Saturday, April 24, 2004

I just got back from a birthday trip (not my birthday; my friend's) to Boston Paintball, where I played (surprise!) paintball for the first time ever. It wasn't full-fledged paintball, though; they had some strict rules and they weren't using the really painful paintballs. It was indoors in this big room with all sorts of bean-bag "bunkers" you could hide behind. Some were in the shape of right triangles (called "Doritos" by the people there; i.e., "there's one behind the left big dorito."). Others were cylindrical. We all got helmets and wore especially thick clothing as protection.

Some guys had REALLY fancy guns, with custom paint jobs, double barrels, scopes and laser sights. The people running Boston Paintball separated those with rental guns from those with special guns in order to level the playing field, but a rental person was allowed into the non-rental game if they wanted to. We ended up playing in all the games.

The game started off with each team crowded behind a barrier of netting on either side. As soon as the ref said "go," you had to spread out across the bunkers -- you weren't allowed to stay behind the net. When a lot of people got playing -- sometimes we had ten or more guys on each team -- it got really crowded, really loud, and really chaotic.

I'd say the best part was the teamwork involved. Before the game started people told their friends "okay, we'll go to the big left dorito first, then you cover me while I move up..." Once the game started, everyone was yelling out enemy locations and requests for covering fire.
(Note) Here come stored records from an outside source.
impl OAuthFlow {
    /// Create the flow, nothing is loaded or sent yet.
    ///
    /// # Errors
    ///
    /// Returns an error if the HTTP clients cannot be created.
    pub fn new(
        settings: OAuthSettings,
        store: TokenStore,
        meters: Meters,
    ) -> Result<Self, reqwest::Error> {
        let jar = Arc::new(Jar::default());

        let browser = reqwest::Client::builder()
            .cookie_provider(jar.clone())
            .timeout(DEFAULT_TIMEOUT)
            .build()?;

        let no_redirect = reqwest::Client::builder()
            .cookie_provider(jar)
            .redirect(redirect::Policy::none())
            .timeout(DEFAULT_TIMEOUT)
            .build()?;

        Ok(Self {
            browser,
            no_redirect,
            settings,
            store,
            meters,
            token: tokio::sync::Mutex::new(None),
            login: Mutex::new(LoginState::Idle),
        })
    }

    fn set_login(&self, state: LoginState) {
        *self.login.lock().unwrap_or_else(PoisonError::into_inner) = state;
    }

    /// Claim the pending PIN request of `identifier`.
    ///
    /// A request for another identifier is left in place.
    fn take_pin_request(&self, identifier: &str) -> Option<(String, PkcePair)> {
        let mut login = self.login.lock().unwrap_or_else(PoisonError::into_inner);
        match &*login {
            LoginState::PinRequested {
                identifier: requested,
                ..
            } if requested == identifier => {}
            LoginState::Idle | LoginState::PinRequested { .. } | LoginState::OtpSubmitted => {
                return None
            }
        }

        match std::mem::replace(&mut *login, LoginState::Idle) {
            LoginState::PinRequested { resume, pkce, .. } => Some((resume, pkce)),
            LoginState::Idle | LoginState::OtpSubmitted => None,
        }
    }

    fn url(&self, path: &str) -> String {
        endpoint(&self.settings.endpoints.login_base, path)
    }

    fn browser_headers(&self, request: RequestBuilder) -> RequestBuilder {
        request
            .header(ACCEPT_LANGUAGE, "de-DE,de;q=0.9")
            .header(USER_AGENT, BROWSER_USER_AGENT)
            .header(REFERER, self.url("/ciam/auth/login"))
    }

    fn json_headers(&self, request: RequestBuilder) -> RequestBuilder {
        let origin = self
            .settings
            .endpoints
            .login_base
            .origin()
            .ascii_serialization();
        self.browser_headers(request)
            .header(ACCEPT, ACCEPT_JSON)
            .header(ORIGIN, origin)
    }

    fn region_headers(&self, request: RequestBuilder) -> RequestBuilder {
        if self.settings.region == Region::Europe {
            request.header("X-ApplicationName", LOGIN_APP_ID_EU)
        } else {
            request
        }
    }

    /// Where is the login at?
    pub async fn state(&self) -> AuthState {
        let login = match &*self.login.lock().unwrap_or_else(PoisonError::into_inner) {
            LoginState::Idle => None,
            LoginState::PinRequested { .. } => Some(AuthState::PinRequested),
            LoginState::OtpSubmitted => Some(AuthState::OtpSubmitted),
        };
        if let Some(state) = login {
            return state;
        }

        match &*self.token.lock().await {
            Some(token) if !token.is_expired(Utc::now()) => AuthState::Authorized(token.clone()),
            _ => AuthState::NoToken,
        }
    }

    /// Ask the identity provider to send a PIN to `identifier`.
    ///
    /// Any login in progress is abandoned.
    ///
    /// # Errors
    ///
    /// Returns an error if one of the login steps fails.
    #[tracing::instrument(skip(self))]
    pub async fn request_pin(&self, identifier: &str) -> Result<PinRequestResult, AuthError> {
        info!("Requesting PIN");
        self.set_login(LoginState::Idle);

        let pkce = generate_pkce_pair();
        let resume = self.authorize(&pkce).await?;
        debug!("Got resume URL: {resume}");

        self.login_user(identifier).await?;
        let response = self.request_otp(identifier).await?;

        self.set_login(LoginState::PinRequested {
            identifier: identifier.to_string(),
            resume,
            pkce,
        });
        info!("PIN requested");
        Ok(PinRequestResult { response })
    }

    async fn authorize(&self, pkce: &PkcePair) -> Result<String, AuthError> {
        let url = self.url("/as/authorization.oauth2");
        let request = self
            .browser
            .get(&url)
            .query(&[
                ("client_id", LOGIN_APP_ID_EU),
                ("response_type", "code"),
                ("scope", LOGIN_SCOPE),
                ("redirect_uri", REDIRECT_URI),
                ("code_challenge", pkce.code_challenge.as_str()),
                ("code_challenge_method", "S256"),
            ])
            .header(ACCEPT, ACCEPT_HTML)
            .pipe(|request| self.browser_headers(request));

        let response = send(&url, request)
            .await
            .map_err(AuthError::from_login)
            .pipe(|result| self.meters.auth(&url, AuthOperation::Authorize, result))?;

        response
            .url()
            .query_pairs()
            .find(|(key, _)| key == "resume")
            .map(|(_, value)| value.into_owned())
            .ok_or_else(|| AuthError::Rejected("No resume URL in authorization redirect".into()))
    }

    async fn login_user(&self, identifier: &str) -> Result<(), AuthError> {
        let url = self.url("/ciam/auth/login/user");
        let request = self
            .browser
            .post(&url)
            .json(&json!({ "username": identifier }))
            .pipe(|request| self.json_headers(request));

        let response = send(&url, request)
            .await
            .map_err(AuthError::from_login)
            .pipe(|result| self.meters.auth(&url, AuthOperation::LoginUser, result))?;
        debug!("Login user returned {}", response.status());
        Ok(())
    }

    async fn request_otp(&self, identifier: &str) -> Result<Value, AuthError> {
        let url = self.url("/ciam/auth/login/otp");
        let request = self
            .browser
            .put(&url)
            .json(&json!({ "username": identifier }))
            .pipe(|request| self.json_headers(request));

        send_json(&url, request)
            .await
            .map_err(AuthError::from_login)
            .pipe(|result| self.meters.auth(&url, AuthOperation::RequestOtp, result))
    }

    /// Submit the PIN and exchange it for a token.
    ///
    /// The token is cached and saved.
    ///
    /// # Errors
    ///
    /// Returns `AuthError::NoPinRequested` if `request_pin` was not called for this
    /// identifier. A pending request for another identifier stays valid. If one of the login
    /// steps fails a new PIN is needed.
    #[tracing::instrument(skip(self, pin))]
    pub async fn request_access_token(
        &self,
        identifier: &str,
        pin: &str,
    ) -> Result<Token, AuthError> {
        let (resume, pkce) = self
            .take_pin_request(identifier)
            .ok_or(AuthError::NoPinRequested)?;

        let result = self.complete_login(identifier, pin, &resume, &pkce).await;
        self.set_login(LoginState::Idle);
        let token = result?;

        self.store.save(&token);
        *self.token.lock().await = Some(token.clone());
        info!("Login complete, token expires at {}", token.expires_at);
        Ok(token)
    }

    async fn complete_login(
        &self,
        identifier: &str,
        pin: &str,
        resume: &str,
        pkce: &PkcePair,
    ) -> Result<Token, AuthError> {
        let login_token = self.submit_otp(identifier, pin).await?;
        self.set_login(LoginState::OtpSubmitted);

        let code = self.resume(resume, &login_token).await?;
        let raw = self.exchange_code(&code, pkce).await?;
        Token::from_raw(raw, Utc::now(), None)
            .map_err(|err| AuthError::Rejected(err.to_string()))
    }

    async fn submit_otp(&self, identifier: &str, pin: &str) -> Result<String, AuthError> {
        let url = self.url("/ciam/auth/login/otp");
        let request = self
            .browser
            .post(&url)
            .json(&json!({ "username": identifier, "password": pin, "rememberMe": true }))
            .pipe(|request| self.json_headers(request));

        let body: Value = send_json(&url, request)
            .await
            .map_err(AuthError::from_login)
            .pipe(|result| self.meters.auth(&url, AuthOperation::SubmitOtp, result))?;

        body.get("token")
            .and_then(Value::as_str)
            .map(str::to_string)
            .ok_or_else(|| AuthError::Rejected("PIN was not accepted".into()))
    }

    async fn resume(&self, resume: &str, login_token: &str) -> Result<String, AuthError> {
        let url = self.url(resume);
        let request = self
            .no_redirect
            .post(&url)
            .header(ACCEPT, ACCEPT_HTML)
            .form(&[("token", login_token)])
            .pipe(|request| self.browser_headers(request));

        let response = send(&url, request)
            .await
            .map_err(AuthError::from_login)
            .pipe(|result| self.meters.auth(&url, AuthOperation::Resume, result))?;

        let location = response
            .headers()
            .get(LOCATION)
            .and_then(|value| value.to_str().ok())
            .ok_or_else(|| AuthError::Rejected("No redirect after submitting the PIN".into()))?;

        self.settings
            .endpoints
            .login_base
            .join(location)
            .map_err(|err| AuthError::Rejected(format!("Invalid redirect {location}: {err}")))?
            .query_pairs()
            .find(|(key, _)| key == "code")
            .map(|(_, value)| value.into_owned())
            .ok_or_else(|| AuthError::Rejected("No authorization code in redirect".into()))
    }

    async fn exchange_code(&self, code: &str, pkce: &PkcePair) -> Result<RawToken, AuthError> {
        let url = self.url("/as/token.oauth2");
        let request = self
            .no_redirect
            .post(&url)
            .header(ACCEPT, ACCEPT_JSON)
            .form(&[
                ("grant_type", "authorization_code"),
                ("code", code),
                ("redirect_uri", REDIRECT_URI),
                ("code_verifier", pkce.code_verifier.as_str()),
                ("client_id", LOGIN_APP_ID_EU),
            ])
            .pipe(|request| self.browser_headers(request));

        send_json(&url, request)
            .await
            .map_err(AuthError::from_login)
            .pipe(|result| self.meters.auth(&url, AuthOperation::ExchangeCode, result))
    }

    /// Refresh using `refresh_token`.
    ///
    /// The new token is cached and saved.
    ///
    /// # Errors
    ///
    /// Returns `AuthError::RefreshRejected` if the identity provider refuses the refresh
    /// token, or `AuthError::Request` if it could not be reached.
    pub async fn refresh_access_token(&self, refresh_token: &str) -> Result<Token, AuthError> {
        let mut cached = self.token.lock().await;
        let token = self.refresh_locked(refresh_token).await?;
        *cached = Some(token.clone());
        Ok(token)
    }

    /// Refresh the current token, even if it has not expired.
    ///
    /// # Errors
    ///
    /// Returns `AuthError::MissingRefreshToken` if there is no token with a refresh token, or
    /// an error if the refresh fails.
    pub async fn renew(&self) -> Result<Token, AuthError> {
        let mut cached = self.token.lock().await;
        let refresh_token = cached
            .clone()
            .or_else(|| self.store.load())
            .and_then(|token| token.refresh_token().map(str::to_string))
            .ok_or(AuthError::MissingRefreshToken)?;

        let token = self.refresh_locked(&refresh_token).await?;
        *cached = Some(token.clone());
        Ok(token)
    }

    /// Get a token that is valid for at least another minute.
    ///
    /// Returns `Ok(None)` if there is no token, or it expired without a refresh token. An
    /// interactive login is required then.
    ///
    /// # Errors
    ///
    /// Returns an error if the token had to be refreshed and the refresh failed.
    pub async fn get_cached_token(&self) -> Result<Option<Token>, AuthError> {
        // Held across the refresh, concurrent callers wait for its result.
        let mut cached = self.token.lock().await;
        let now = Utc::now();

        if let Some(token) = cached.as_ref().filter(|token| !token.is_expired(now)) {
            return Ok(Some(token.clone()));
        }

        let Some(token) = self.store.load().or_else(|| cached.take()) else {
            debug!("No cached token");
            return Ok(None);
        };

        if !token.is_expired(now) {
            *cached = Some(token.clone());
            return Ok(Some(token));
        }

        let Some(refresh_token) = token.refresh_token() else {
            warn!("Token expired without a refresh token, login required");
            *cached = None;
            return Ok(None);
        };

        info!("Token expired, refreshing");
        let token = self.refresh_locked(refresh_token).await?;
        *cached = Some(token.clone());
        Ok(Some(token))
    }

    /// Caller must hold the token lock.
    #[tracing::instrument(skip_all)]
    async fn refresh_locked(&self, refresh_token: &str) -> Result<Token, AuthError> {
        let url = self.url("/as/token.oauth2");
        let request = self
            .no_redirect
            .post(&url)
            .header("X-SessionId", Uuid::new_v4().to_string())
            .header("X-TrackingId", Uuid::new_v4().to_string())
            .header("X-Locale", self.settings.locale.as_str())
            .header(USER_AGENT, DEVICE_USER_AGENT)
            .header("Stage", "prod")
            .header("X-AuthMode", "CIAMNG")
            .header("device-uuid", Uuid::new_v4().to_string())
            .form(&[
                ("client_id", LOGIN_APP_ID_EU),
                ("grant_type", "refresh_token"),
                ("refresh_token", refresh_token),
            ])
            .pipe(|request| self.region_headers(request));

        let result = match send(&url, request).await {
            Ok(response) => json_body::<RawToken>(&url, response).await,
            Err(err) => Err(err),
        };

        let raw = result
            .map_err(AuthError::from_refresh)
            .pipe(|result| self.meters.auth(&url, AuthOperation::RefreshToken, result))?;

        let token = Token::from_raw(raw, Utc::now(), Some(refresh_token.to_string()))
            .map_err(|err| AuthError::Rejected(err.to_string()))?;
        self.store.save(&token);
        info!("Token refreshed, expires at {}", token.expires_at);
        Ok(token)
    }
}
The other three people "at the party" (for lack of a more appropriate phrase) all got bruises, but I pretty much stayed behind the bunkers the whole time and thus came out perfectly alive, with no real bruises and only four or five hits. The more experienced people we were playing with, even though they were clearly verterans, were still really nice to us. (You can tell they're veterans from the *literally* eight bottles of refill paintballs strung around their belt, the mohawks, the special helmets and guns and the fact that they carried their equipment on IN TWO OR THREE SUITCASES.) Also, they weren't really way way way better than us -- we could hold our own against them.

In conclusion, it was really fun, but I would NOT want to try serious paintball. I've seen some of the giant bruises that can cause. ;-)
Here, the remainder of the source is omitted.